» **Task details**
Down to the last character, repeat the entries beneath this task.

» **Dataset content**
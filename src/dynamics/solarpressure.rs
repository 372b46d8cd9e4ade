/*
    Nyx, blazing fast astrodynamics
    Copyright (C) 2018-onwards Christopher Rabotin <christopher.rabotin@gmail.com>

    This program is free software: you can redistribute it and/or modify
    it under the terms of the GNU Affero General Public License as published
    by the Free Software Foundation, either version 3 of the License, or
    (at your option) any later version.

    This program is distributed in the hope that it will be useful,
    but WITHOUT ANY WARRANTY; without even the implied warranty of
    MERCHANTABILITY or FITNESS FOR A PARTICULAR PURPOSE.  See the
    GNU Affero General Public License for more details.

    You should have received a copy of the GNU Affero General Public License
    along with this program.  If not, see <https://www.gnu.org/licenses/>.
*/

use super::{DisturbanceContext, DisturbanceModel, DynamicsError, ForceAccumulator};
use crate::cosmic::{in_earth_shadow, solar_pressure_n_m2, sun_position_i_m};
use crate::linalg::Vector3;
use serde_derive::{Deserialize, Serialize};
use std::fmt;

/// A flat surface of the spacecraft exposed to the Sun.
#[derive(Copy, Clone, Debug, PartialEq, Serialize, Deserialize)]
pub struct Surface {
    pub area_m2: f64,
    /// Fraction of the incoming photons which are reflected, in [0, 1]
    pub reflectivity: f64,
    /// Fraction of the reflected photons which are reflected specularly, in [0, 1]
    pub specularity: f64,
    /// Outward normal in the body frame
    pub normal_b: [f64; 3],
}

impl Surface {
    fn normal(&self) -> Vector3<f64> {
        Vector3::from(self.normal_b).normalize()
    }

    /// Force exerted on this surface, in the body frame, for the provided sun direction (body frame, unit vector).
    pub fn force_b(&self, sun_dir_b: &Vector3<f64>, pressure_n_m2: f64) -> Vector3<f64> {
        let normal = self.normal();
        let cos_theta = normal.dot(sun_dir_b);
        if cos_theta <= 0.0 {
            // Not lit
            return Vector3::zeros();
        }
        let sin_theta = (1.0 - cos_theta * cos_theta).max(0.0).sqrt();
        let (rho, nu) = (self.reflectivity, self.specularity);

        let normal_coef = self.area_m2
            * pressure_n_m2
            * ((1.0 + rho * nu) * cos_theta.powi(2) + 2.0 / 3.0 * rho * (1.0 - nu) * cos_theta);
        let tangential_coef =
            self.area_m2 * pressure_n_m2 * (1.0 - rho * nu) * cos_theta * sin_theta;

        let tangent = if sin_theta > f64::EPSILON {
            (sun_dir_b - cos_theta * normal) / sin_theta
        } else {
            Vector3::zeros()
        };

        -(normal_coef * normal + tangential_coef * tangent)
    }
}

/// Flat plate solar radiation pressure with a cylindrical Earth shadow.
#[derive(Clone, Debug, PartialEq, Serialize, Deserialize)]
pub struct SolarRadiationPressure {
    pub surfaces: Vec<Surface>,
}

impl SolarRadiationPressure {
    pub fn new(surfaces: Vec<Surface>) -> Self {
        Self { surfaces }
    }

    /// Total force on the spacecraft in the body frame.
    pub fn force_b(&self, sun_dir_b: &Vector3<f64>, pressure_n_m2: f64) -> Vector3<f64> {
        self.surfaces
            .iter()
            .map(|surface| surface.force_b(sun_dir_b, pressure_n_m2))
            .sum()
    }
}

impl DisturbanceModel for SolarRadiationPressure {
    fn contribute(
        &self,
        ctx: &DisturbanceContext,
        acc: &mut ForceAccumulator,
    ) -> Result<(), DynamicsError> {
        let sun_i = sun_position_i_m(ctx.julian_day);
        if in_earth_shadow(&ctx.position_i_m, &sun_i) {
            return Ok(());
        }
        let sc_to_sun_i = sun_i - ctx.position_i_m;
        let pressure = solar_pressure_n_m2(sc_to_sun_i.norm());
        let sun_dir_b = ctx.to_body(&sc_to_sun_i.normalize());
        acc.add_force_b(self.force_b(&sun_dir_b, pressure), &ctx.q_i2b, ctx.mass_kg)
    }
}

impl fmt::Display for SolarRadiationPressure {
    fn fmt(&self, f: &mut fmt::Formatter) -> fmt::Result {
        write!(f, "SRP with {} flat plate(s)", self.surfaces.len())
    }
}
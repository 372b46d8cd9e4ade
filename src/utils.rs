/*
    Nyx, blazing fast astrodynamics
    Copyright (C) 2018-onwards Christopher Rabotin <christopher.rabotin@gmail.com>

    This program is free software: you can redistribute it and/or modify
    it under the terms of the GNU Affero General Public License as published
    by the Free Software Foundation, either version 3 of the License, or
    (at your option) any later version.

    This program is distributed in the hope that it will be useful,
    but WITHOUT ANY WARRANTY; without even the implied warranty of
    MERCHANTABILITY or FITNESS FOR A PARTICULAR PURPOSE.  See the
    GNU Affero General Public License for more details.

    You should have received a copy of the GNU Affero General Public License
    along with this program.  If not, see <https://www.gnu.org/licenses/>.
*/
use crate::linalg::{Matrix3, Vector3};
use std::f64::consts::{PI, TAU};

/// Returns the tilde matrix from the provided Vector3, such that `tilde_matrix(a) * b == a.cross(&b)`.
pub fn tilde_matrix(v: &Vector3<f64>) -> Matrix3<f64> {
    Matrix3::new(
        0.0,
        -v[(2, 0)],
        v[(1, 0)],
        v[(2, 0)],
        0.0,
        -v[(0, 0)],
        -v[(1, 0)],
        v[(0, 0)],
        0.0,
    )
}

/// Returns the provided angle bounded between 0.0 and 2π (radians).
pub fn between_0_tau(angle_rad: f64) -> f64 {
    let bounded = angle_rad % TAU;
    if bounded < 0.0 {
        bounded + TAU
    } else {
        bounded
    }
}

/// Returns the provided angle bounded between -π and +π (radians).
pub fn between_pm_pi(angle_rad: f64) -> f64 {
    let bounded = between_0_tau(angle_rad);
    if bounded > PI {
        bounded - TAU
    } else {
        bounded
    }
}

/// Rotation matrix around the X axis (frame rotation, as used in astrodynamics texts).
pub fn r1(angle_rad: f64) -> Matrix3<f64> {
    let (s, c) = angle_rad.sin_cos();
    Matrix3::new(1.0, 0.0, 0.0, 0.0, c, s, 0.0, -s, c)
}

/// Rotation matrix around the Y axis.
pub fn r2(angle_rad: f64) -> Matrix3<f64> {
    let (s, c) = angle_rad.sin_cos();
    Matrix3::new(c, 0.0, -s, 0.0, 1.0, 0.0, s, 0.0, c)
}

/// Rotation matrix around the Z axis.
pub fn r3(angle_rad: f64) -> Matrix3<f64> {
    let (s, c) = angle_rad.sin_cos();
    Matrix3::new(c, s, 0.0, -s, c, 0.0, 0.0, 0.0, 1.0)
}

» **Output for this exercise**
filename src/dynamics/solarpressure.rs
repository 372b46d8cd9e4ade
/*
    Nyx, blazing fast astrodynamics
    Copyright (C) 2018-onwards Christopher Rabotin <christopher.rabotin@gmail.com>

    This program is free software: you can redistribute it and/or modify
    it under the terms of the GNU Affero General Public License as published
    by the Free Software Foundation, either version 3 of the License, or
    (at your option) any later version.

    This program is distributed in the hope that it will be useful,
    but WITHOUT ANY WARRANTY; without even the implied warranty of
    MERCHANTABILITY or FITNESS FOR A PARTICULAR PURPOSE.  See the
    GNU Affero General Public License for more details.

    You should have received a copy of the GNU Affero General Public License
    along with this program.  If not, see <https://www.gnu.org/licenses/>.
*/

use super::{DisturbanceContext, DisturbanceModel, DynamicsError, ForceAccumulator};
use crate::cosmic::{in_earth_shadow, solar_pressure_n_m2, sun_position_i_m};
use crate::linalg::Vector3;
use serde_derive::{Deserialize, Serialize};
use std::fmt;

/// A flat surface of the spacecraft exposed to the Sun.
#[derive(Copy, Clone, Debug, PartialEq, Serialize, Deserialize)]
pub struct Surface {
    pub area_m2: f64,
    /// Fraction of the incoming photons which are reflected, in [0, 1]
    pub reflectivity: f64,
    /// Fraction of the reflected photons which are reflected specularly, in [0, 1]
    pub specularity: f64,
    /// Outward normal in the body frame
    pub normal_b: [f64; 3],
}

impl Surface {
    fn normal(&self) -> Vector3<f64> {
        Vector3::from(self.normal_b).normalize()
    }

    /// Force exerted on this surface, in the body frame, for the provided sun direction (body frame, unit vector).
    pub fn force_b(&self, sun_dir_b: &Vector3<f64>, pressure_n_m2: f64) -> Vector3<f64> {
        let normal = self.normal();
        let cos_theta = normal.dot(sun_dir_b);
        if cos_theta <= 0.0 {
            // Not lit
            return Vector3::zeros();
        }
        let sin_theta = (1.0 - cos_theta * cos_theta).max(0.0).sqrt();
        let (rho, nu) = (self.reflectivity, self.specularity);

        let normal_coef = self.area_m2
            * pressure_n_m2
            * ((1.0 + rho * nu) * cos_theta.powi(2) + 2.0 / 3.0 * rho * (1.0 - nu) * cos_theta);
        let tangential_coef =
            self.area_m2 * pressure_n_m2 * (1.0 - rho * nu) * cos_theta * sin_theta;

        let tangent = if sin_theta > f64::EPSILON {
            (sun_dir_b - cos_theta * normal) / sin_theta
        } else {
            Vector3::zeros()
        };

        -(normal_coef * normal + tangential_coef * tangent)
    }
}

/// Flat plate solar radiation pressure with a cylindrical Earth shadow.
#[derive(Clone, Debug, PartialEq, Serialize, Deserialize)]
pub struct SolarRadiationPressure {
    pub surfaces: Vec<Surface>,
}

impl SolarRadiationPressure {
    pub fn new(surfaces: Vec<Surface>) -> Self {
        Self { surfaces }
    }

    /// Total force on the spacecraft in the body frame.
    pub fn force_b(&self, sun_dir_b: &Vector3<f64>, pressure_n_m2: f64) -> Vector3<f64> {
        self.surfaces
            .iter()
            .map(|surface| surface.force_b(sun_dir_b, pressure_n_m2))
            .sum()
    }
}

impl DisturbanceModel for SolarRadiationPressure {
    fn contribute(
        &self,
        ctx: &DisturbanceContext,
        acc: &mut ForceAccumulator,
    ) -> Result<(), DynamicsError> {
        let sun_i = sun_position_i_m(ctx.julian_day);
        if in_earth_shadow(&ctx.position_i_m, &sun_i) {
            return Ok(());
        }
        let sc_to_sun_i = sun_i - ctx.position_i_m;
        let pressure = solar_pressure_n_m2(sc_to_sun_i.norm());
        let sun_dir_b = ctx.to_body(&sc_to_sun_i.normalize());
        acc.add_force_b(self.force_b(&sun_dir_b, pressure), &ctx.q_i2b, ctx.mass_kg)
    }
}

impl fmt::Display for SolarRadiationPressure {
    fn fmt(&self, f: &mut fmt::Formatter) -> fmt::Result {
        write!(f, "SRP with {} flat plate(s)", self.surfaces.len())
    }
}
repository 372b46d8cd9e4ade
filename src/utils.rs
/*
    Nyx, blazing fast astrodynamics
    Copyright (C) 2018-onwards Christopher Rabotin <christopher.rabotin@gmail.com>

    This program is free software: you can redistribute it and/or modify
    it under the terms of the GNU Affero General Public License as published
    by the Free Software Foundation, either version 3 of the License, or
    (at your option) any later version.

    This program is distributed in the hope that it will be useful,
    but WITHOUT ANY WARRANTY; without even the implied warranty of
    MERCHANTABILITY or FITNESS FOR A PARTICULAR PURPOSE.  See the
    GNU Affero General Public License for more details.

    You should have received a copy of the GNU Affero General Public License
    along with this program.  If not, see <https://www.gnu.org/licenses/>.
*/
use crate::linalg::{Matrix3, Vector3};
use std::f64::consts::{PI, TAU};

/// Returns the tilde matrix from the provided Vector3, such that `tilde_matrix(a) * b == a.cross(&b)`.
pub fn tilde_matrix(v: &Vector3<f64>) -> Matrix3<f64> {
    Matrix3::new(
        0.0,
        -v[(2, 0)],
        v[(1, 0)],
        v[(2, 0)],
        0.0,
        -v[(0, 0)],
        -v[(1, 0)],
        v[(0, 0)],
        0.0,
    )
}

/// Returns the provided angle bounded between 0.0 and 2π (radians).
pub fn between_0_tau(angle_rad: f64) -> f64 {
    let bounded = angle_rad % TAU;
    if bounded < 0.0 {
        bounded + TAU
    } else {
        bounded
    }
}

/// Returns the provided angle bounded between -π and +π (radians).
pub fn between_pm_pi(angle_rad: f64) -> f64 {
    let bounded = between_0_tau(angle_rad);
    if bounded > PI {
        bounded - TAU
    } else {
        bounded
    }
}

/// Rotation matrix around the X axis (frame rotation, as used in astrodynamics texts).
pub fn r1(angle_rad: f64) -> Matrix3<f64> {
    let (s, c) = angle_rad.sin_cos();
    Matrix3::new(1.0, 0.0, 0.0, 0.0, c, s, 0.0, -s, c)
}

/// Rotation matrix around the Y axis.
pub fn r2(angle_rad: f64) -> Matrix3<f64> {
    let (s, c) = angle_rad.sin_cos();
    Matrix3::new(c, 0.0, -s, 0.0, 1.0, 0.0, s, 0.0, c)
}

/// Rotation matrix around the Z axis.
pub fn r3(angle_rad: f64) -> Matrix3<f64> {
    let (s, c) = angle_rad.sin_cos();
    Matrix3::new(c, s, 0.0, -s, c, 0.0, 0.0, 0.0, 1.0)
}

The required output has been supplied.